Cash discount: Deductions taken from the cost of goods for performance of prearranged terms of payments. For example, 2/10 means payments within ten days can deduct 2% off the invoice.
Cash flow analysis: Financial statement showing how much money the company had at the beginning of the month, how much money came in through sales and payments, and how much went out as payments to create what was left over at the end of the month.
The cash flow statement may differ greatly from the profit and loss (P & L) statement. For example, a major capital purchase may deplete cash but not impact profit because it has merely converted one form of asset (cash) into another form (the capital good).
Cash on delivery (COD): Goods that are delivered to the store only upon immediate payment for them to the deliverer.
Cash wrap: Shelving and stands surrounding the cash registers.
C Corporation: Standard corporation structure that establishes the company as an independent legal entity.
Charge back: Deductions on an invoice taken by the retailer for shortages, damages, freight allowances, etc.
Clearance: Selling inventory at reduced prices at the end of a season or life cycle to move excess stock.
Clipping service: Companies that are paid to read a broad selection of newspapers and magazines and cut out articles that reference specific subjects.
Closely held corporation: Company controlled by one or a small number of owners.
Closeouts: Merchandise that is no longer being manufactured that is sold at reduced prices to clear out remaining inventory.
Comp store: Comparison of this year’s business to last year’s in stores that have been open at least one year.
Consideration: For a contract to be valid, the requirement of one party to pay or do something must be countered by the other contracting party giving or doing something (the consideration).

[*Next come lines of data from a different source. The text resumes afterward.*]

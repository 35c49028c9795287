use serde::{Deserialize, Serialize};

/// Catalog key of a species (`"plant"`, `"fox"`, ...).
pub type SpeciesId = String;

/// Biological parameters of one species.
///
/// Records are supplied by the catalog and never mutated by the engine.
/// `glyph`, `color` and `facts` are carried through for presentation only.
#[derive(Serialize, Deserialize, Debug, Clone, PartialEq)]
pub struct Species {
    pub id: SpeciesId,
    pub name: String,
    pub glyph: String,
    pub color: String,
    #[serde(default)]
    pub facts: String,
    /// Producers photosynthesise instead of eating.
    pub is_producer: bool,
    /// Prey species ids. Empty iff `is_producer`.
    #[serde(default)]
    pub diet: Vec<SpeciesId>,
    pub eat_rate: f64,
    pub breed_rate: f64,
    pub death_rate: f64,
    pub eat_gain: f64,
    pub max_energy: f64,
    /// Flat energy loss per tick for consumers.
    pub metabolism: f64,
    /// Consumers must hold strictly more energy than this to attempt breeding.
    pub breed_threshold: f64,
    /// Energy gained per tick at sunlight 1.0 (producers only).
    #[serde(default)]
    pub photo_rate: f64,
    pub max_age: u64,
    /// Individuals seeded on a fresh start.
    pub start_pop: usize,
}

impl Species {
    #[must_use]
    pub fn is_consumer(&self) -> bool {
        !self.is_producer
    }

    #[must_use]
    pub fn eats(&self, prey: &str) -> bool {
        self.diet.iter().any(|d| d == prey)
    }
}

impl Default for Species {
    fn default() -> Self {
        Self {
            id: String::new(),
            name: String::new(),
            glyph: "?".to_string(),
            color: "#ffffff".to_string(),
            facts: String::new(),
            is_producer: false,
            diet: Vec::new(),
            eat_rate: 0.0,
            breed_rate: 0.0,
            death_rate: 0.0,
            eat_gain: 0.0,
            max_energy: 10.0,
            metabolism: 1.0,
            breed_threshold: 0.0,
            photo_rate: 0.0,
            max_age: 100,
            start_pop: 0,
        }
    }
}

#[cfg(test)]
mod tests {
    use super::*;

    #[test]
    fn test_eats_checks_diet() {
        let fox = Species {
            id: "fox".into(),
            diet: vec!["rabbit".into(), "mouse".into()],
            ..Species::default()
        };
        assert!(fox.eats("rabbit"));
        assert!(!fox.eats("plant"));
        assert!(fox.is_consumer());
    }

    #[test]
    fn test_missing_optional_fields_deserialize() {
        let json = r##"{
            "id": "plant", "name": "Plant", "glyph": "*", "color": "#33cc33",
            "is_producer": true, "eat_rate": 0.0, "breed_rate": 0.25,
            "death_rate": 0.01, "eat_gain": 0.0, "max_energy": 12.0,
            "metabolism": 0.0, "breed_threshold": 2.0, "max_age": 400,
            "start_pop": 80
        }"##;
        let plant: Species = serde_json::from_str(json).unwrap();
        assert!(plant.diet.is_empty());
        assert_eq!(plant.photo_rate, 0.0);
        assert!(plant.facts.is_empty());
    }
}
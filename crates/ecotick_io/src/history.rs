use crate::error::Result;
use ecotick_core::events::{EcoEvent, EventKind};
use ecotick_data::{Season, TickReport};
use serde::{Deserialize, Serialize};
use std::fs::{File, OpenOptions};
use std::io::{BufRead, BufReader, BufWriter, Write};
use std::path::{Path, PathBuf};

/// One line of `live.jsonl`.
#[derive(Serialize, Deserialize, Debug, Clone, PartialEq)]
#[serde(tag = "event")]
pub enum LiveEvent {
    /// Periodic population summary.
    Tick {
        time: u64,
        timestamp: String,
        season: Season,
        sunlight: f64,
        population: usize,
        births: u32,
        deaths: u32,
    },
    Extinction {
        time: u64,
        timestamp: String,
        species: String,
        prev_pop: usize,
    },
    Migration {
        time: u64,
        timestamp: String,
        species: String,
        count: u32,
    },
    /// Surges, collapses, birth bursts and die-offs.
    PopulationShift {
        time: u64,
        timestamp: String,
        species: String,
        kind: EventKind,
        prev_pop: usize,
        pop: usize,
        count: u32,
    },
    Reset {
        timestamp: String,
        seed: u32,
    },
    Restored {
        time: u64,
        timestamp: String,
    },
}

fn now() -> String {
    chrono::Utc::now().to_rfc3339()
}

impl LiveEvent {
    #[must_use]
    pub fn tick(report: &TickReport) -> Self {
        Self::Tick {
            time: report.time,
            timestamp: now(),
            season: report.environment.season,
            sunlight: report.environment.sunlight,
            population: report.species.iter().map(|s| s.pop).sum(),
            births: report.total_births(),
            deaths: report.total_deaths(),
        }
    }

    #[must_use]
    pub fn from_eco(event: &EcoEvent) -> Self {
        let timestamp = now();
        let species = event.species.clone();
        match event.kind {
            EventKind::Extinction => Self::Extinction {
                time: event.time,
                timestamp,
                species,
                prev_pop: event.prev_pop,
            },
            EventKind::Arrival => Self::Migration {
                time: event.time,
                timestamp,
                species,
                count: event.count,
            },
            kind => Self::PopulationShift {
                time: event.time,
                timestamp,
                species,
                kind,
                prev_pop: event.prev_pop,
                pop: event.pop,
                count: event.count,
            },
        }
    }

    #[must_use]
    pub fn reset(seed: u32) -> Self {
        Self::Reset {
            timestamp: now(),
            seed,
        }
    }

    #[must_use]
    pub fn restored(time: u64) -> Self {
        Self::Restored {
            time,
            timestamp: now(),
        }
    }
}

/// Appends [`LiveEvent`]s to `<dir>/live.jsonl`.
pub struct EventLogger {
    live_file: Option<BufWriter<File>>,
    path: Option<PathBuf>,
}

impl EventLogger {
    pub fn new() -> Result<Self> {
        Self::new_at("logs")
    }

    pub fn new_at(dir: impl AsRef<Path>) -> Result<Self> {
        let dir = dir.as_ref();
        if !dir.exists() {
            std::fs::create_dir_all(dir)?;
        }
        let path = dir.join("live.jsonl");
        let file = OpenOptions::new().create(true).append(true).open(&path)?;
        Ok(Self {
            live_file: Some(BufWriter::new(file)),
            path: Some(path),
        })
    }

    /// Logger that drops every event.
    #[must_use]
    pub fn dummy() -> Self {
        Self {
            live_file: None,
            path: None,
        }
    }

    #[must_use]
    pub fn is_enabled(&self) -> bool {
        self.live_file.is_some()
    }

    pub fn log_event(&mut self, event: &LiveEvent) -> Result<()> {
        if let Some(ref mut file) = self.live_file {
            let json = serde_json::to_string(event)?;
            writeln!(file, "{}", json)?;
            file.flush()?;
        }
        Ok(())
    }

    /// Every readable event in the log, oldest first. Unparseable lines are
    /// skipped.
    pub fn read_all(&self) -> Result<Vec<LiveEvent>> {
        let Some(path) = &self.path else {
            return Ok(Vec::new());
        };
        let file = match File::open(path) {
            Ok(f) => f,
            Err(_) => return Ok(Vec::new()),
        };
        let events = BufReader::new(file)
            .lines()
            .map_while(std::io::Result::ok)
            .filter_map(|l| serde_json::from_str::<LiveEvent>(&l).ok())
            .collect();
        Ok(events)
    }
}
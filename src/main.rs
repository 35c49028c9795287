use anyhow::{Context, Result};
use clap::Parser;
use ecotick_core::catalog::Catalog;
use ecotick_core::config::AppConfig;
use ecotick_core::metrics::init_logging;
use ecotick_lib::app::{self, Scheduler, ShutdownManager, Simulation};

#[derive(Parser, Debug)]
#[command(author, version, about, long_about = None)]
struct Args {
    /// Mode to run the simulation in
    #[arg(short, long, value_enum, default_value = "run")]
    mode: Mode,

    /// Custom config file path
    #[arg(short, long, default_value = "config.toml")]
    config: String,

    /// Species catalog (TOML). The built-in woodland catalog when omitted
    #[arg(long)]
    catalog: Option<String>,

    /// Ticks to run in headless mode
    #[arg(short, long, default_value_t = 1000)]
    ticks: u64,

    /// Seed for a fresh start
    #[arg(long)]
    seed: Option<u32>,

    /// Speed level 1-10
    #[arg(long)]
    speed: Option<u8>,

    /// Snapshot file, overrides the config. `.gz` enables compression
    #[arg(long)]
    save: Option<String>,

    /// Ignore any saved snapshot
    #[arg(long)]
    fresh: bool,
}

#[derive(clap::ValueEnum, Clone, Debug)]
enum Mode {
    Run,
    Headless,
}

fn load_catalog(path: Option<&str>) -> Result<Catalog> {
    match path {
        Some(path) => {
            let text = std::fs::read_to_string(path)
                .with_context(|| format!("reading catalog {path}"))?;
            Catalog::from_toml(&text).with_context(|| format!("parsing catalog {path}"))
        }
        None => Ok(Catalog::default_catalog()),
    }
}

#[tokio::main]
async fn main() -> Result<()> {
    let args = Args::parse();

    let mut config = AppConfig::load_or_default(&args.config);
    if let Some(seed) = args.seed {
        config.scheduler.seed = Some(seed);
    }
    if let Some(speed) = args.speed {
        config.scheduler.speed = speed;
    }
    if let Some(save) = args.save {
        config.persistence.path = save;
    }
    config.validate()?;

    init_logging(&config.logging.level);
    tracing::info!(fingerprint = %config.fingerprint(), "Configuration loaded");

    let catalog = load_catalog(args.catalog.as_deref())?;
    let store = app::open_store(&config.persistence);
    let logger = app::open_event_log(&config.logging);
    let sim = Simulation::init(catalog, &config, store.as_ref(), args.fresh, logger);
    let scheduler = Scheduler::new(sim, store, &config.scheduler);

    let mut shutdown = ShutdownManager::new();
    shutdown.set_save_on_exit(config.persistence.enabled);
    shutdown.listen_for_ctrl_c();

    match args.mode {
        Mode::Headless => app::run_headless(scheduler, shutdown, args.ticks).await,
        Mode::Run => app::run_interactive(scheduler, shutdown).await,
    }

    Ok(())
}
//! Error types for the ecotick_io crate.
//!
//! Everything that can go wrong between an [`EngineSnapshot`] in memory and
//! bytes on disk: file access, gzip, JSON, and the checks a save envelope must
//! pass before it is trusted.
//!
//! [`EngineSnapshot`]: ecotick_core::snapshot::EngineSnapshot

use std::path::{Path, PathBuf};
use thiserror::Error;

#[derive(Error, Debug)]
pub enum IoError {
    /// A value could not be turned into JSON or back.
    #[error("Serialization error: {0}")]
    Serialization(String),

    #[error("JSON error: {0}")]
    Json(#[from] serde_json::Error),

    /// File access failed. `path` is empty for errors raised without one.
    #[error("Cannot access {path:?}: {source}")]
    File {
        path: PathBuf,
        #[source]
        source: std::io::Error,
    },

    #[error("Gzip error in {path:?}: {message}")]
    Gzip { path: PathBuf, message: String },

    /// Input that parsed but makes no sense.
    #[error("Invalid data: {0}")]
    Invalid(String),

    #[error("Unknown save format '{0}'")]
    UnknownFormat(String),

    #[error("Checksum mismatch: expected {expected}, found {found}")]
    Checksum { expected: String, found: String },
}

impl From<std::io::Error> for IoError {
    fn from(source: std::io::Error) -> Self {
        Self::File {
            path: PathBuf::new(),
            source,
        }
    }
}

/// Result type alias for ecotick_io operations.
pub type Result<T> = std::result::Result<T, IoError>;

impl IoError {
    #[must_use]
    pub fn serialization<S: Into<String>>(msg: S) -> Self {
        Self::Serialization(msg.into())
    }

    #[must_use]
    pub fn invalid<S: Into<String>>(msg: S) -> Self {
        Self::Invalid(msg.into())
    }

    #[must_use]
    pub fn file(path: &Path, source: std::io::Error) -> Self {
        Self::File {
            path: path.to_path_buf(),
            source,
        }
    }

    #[must_use]
    pub fn gzip(path: &Path, err: impl std::fmt::Display) -> Self {
        Self::Gzip {
            path: path.to_path_buf(),
            message: err.to_string(),
        }
    }

    /// True for a file that does not exist, as opposed to one that is broken.
    #[must_use]
    pub fn is_not_found(&self) -> bool {
        matches!(self, Self::File { source, .. } if source.kind() == std::io::ErrorKind::NotFound)
    }

    /// True when the stored data was readable but failed an integrity check.
    #[must_use]
    pub fn is_corrupt(&self) -> bool {
        matches!(
            self,
            Self::Json(_)
                | Self::Gzip { .. }
                | Self::Invalid(_)
                | Self::UnknownFormat(_)
                | Self::Checksum { .. }
        )
    }
}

Consignment merchandise: Merchandise that is placed in a store but remains the property of the supplier and is paid for by the retailer only when it is sold. Consignment merchandise usually may be returned to the supplier whenever the retailer wishes.
Cooperative Advertising: Retail advertising for which the supplier pays the retailer’s cost.
Cost per thousand (CPM): Term used in media buying that refers to the cost of reaching a thousand people in your target market. (The Roman numeral for one thousand is M.)
Cross merchandising: Using different lines of goods to help sell each other, for example by displaying them together.
Current assets: Company assets that are liquid or can be converted to cash in less than one year.
Customer base: The customers who shop in your store.
Debt financing: Financially, supporting a business with borrowed money that costs interest and, per its terms, has to be repaid. In contrast, equity financing supports a business with invested money that remains in the business, carries no interest expenses, but reduces the percentage of the owner’s share of the business.
Deep and narrow: Large quantities of a small selection of merchandise.
Defectives: Merchandise that is incomplete or faulty.
Demographics: Set of objective characteristics that describe a group of people. Includes characteristics such as age, home ownership, number of children, marital status, residence, location, job function, and many other criteria.
Depreciation: The amount an asset is assumed to fall in value each year. This amount may be an actual reduction in the asset’s value (such as when a car is expected to wear out in a certain number of years) or set by accounting standards for purposes of collecting profit or taxable profit, even though its value may increase (such as a house).
Depth: The number of pieces of merchandise of a specific item or category in stock.
Distribution: The system by which goods move to retailers from manufacturers via importers, wholesalers, etc.
Dividends: Money from corporate profits paid to shareholders in proportion to their investment.
Doing business as (DBA): The name the business uses for its operations, as distinct from the name under which it is registered.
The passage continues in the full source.